The audit committee met twelve times during 2008 with each serving committee member attending at least 75% of the meetings.
The board has determined that William B. Ebzery qualifies as an “audit committee financial expert,” as that term is defined in applicable SEC regulations. The board has reviewed, assessed the adequacy of and approved a written charter for the audit committee. A current copy of the audit committee charter is available to shareholders on our website at www.firstinterstatebank.com.
Principal Accounting Fees and Services
The audit committee has appointed McGladrey & Pullen LLP as our independent auditor for the fiscal year ending December 31, 2009. McGladrey & Pullen LLP has been our independent auditor since March 2004. Representatives of McGladrey & Pullen LLP are not expected to be present at the annual meeting and, therefore, will not have an opportunity to make a statement if they desire to do so or be available to respond to appropriate questions.

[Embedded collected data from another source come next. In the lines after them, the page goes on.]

//! Inventory listing endpoint.

use std::sync::Arc;

use axum::Json;
use axum::extract::rejection::QueryRejection;
use axum::extract::{Query, State};
use catalog::{CatalogStore, InventoryLevel, Ledger};
use serde::Deserialize;

use super::{AppState, DataResponse};
use crate::error::ApiError;

#[derive(Debug, Deserialize)]
pub struct InventoryQuery {
    #[serde(rename = "type")]
    pub ledger: Option<String>,
}

/// GET /api/inventory?type=Blood_Inventory|Organ_Inventory
#[tracing::instrument(skip(state, query))]
pub async fn list<S: CatalogStore + 'static>(
    State(state): State<Arc<AppState<S>>>,
    query: Result<Query<InventoryQuery>, QueryRejection>,
) -> Result<Json<DataResponse<Vec<InventoryLevel>>>, ApiError> {
    let Query(query) = query?;
    let selector = query
        .ledger
        .as_deref()
        .map(str::trim)
        .filter(|s| !s.is_empty())
        .unwrap_or(Ledger::Blood.as_str());

    let data = state.reports.inventory(selector).await?;
    Ok(Json(DataResponse { data }))
}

The following table summarizes the aggregate fees billed to us by McGladrey & Pullen LLP for professional services rendered in 2007 and 2008:
                 
    2007   2008
Audit fees(1)
  $ 328,000     $ 428,500  
Audit-related fees(2)
    49,000       111,581  
Tax fees
           
All other fees
           
 
(1)   Audit fees for 2007 and 2008 include fees associated with the annual audit, FIDICIA-related work and reviews of our quarterly reports on Form 10-Q. All audit fees incurred during 2007 and 2008 were approved by the audit committee.
 
(2)   Audit-related fees for 2007 and 2008 were associated with implementation of Section 404 of the Sarbanes-Oxley Act related to internal control over financial reporting and implementation of FAS 123(R). Additionally, audit-related fees for 2007 and 2008 included agreed-upon procedures related to the acquisition of the First Western bank entities in January 2008 and other services related to the acquisition. All audit-related fees incurred during 2007 and 2008 were pre-approved by the audit committee.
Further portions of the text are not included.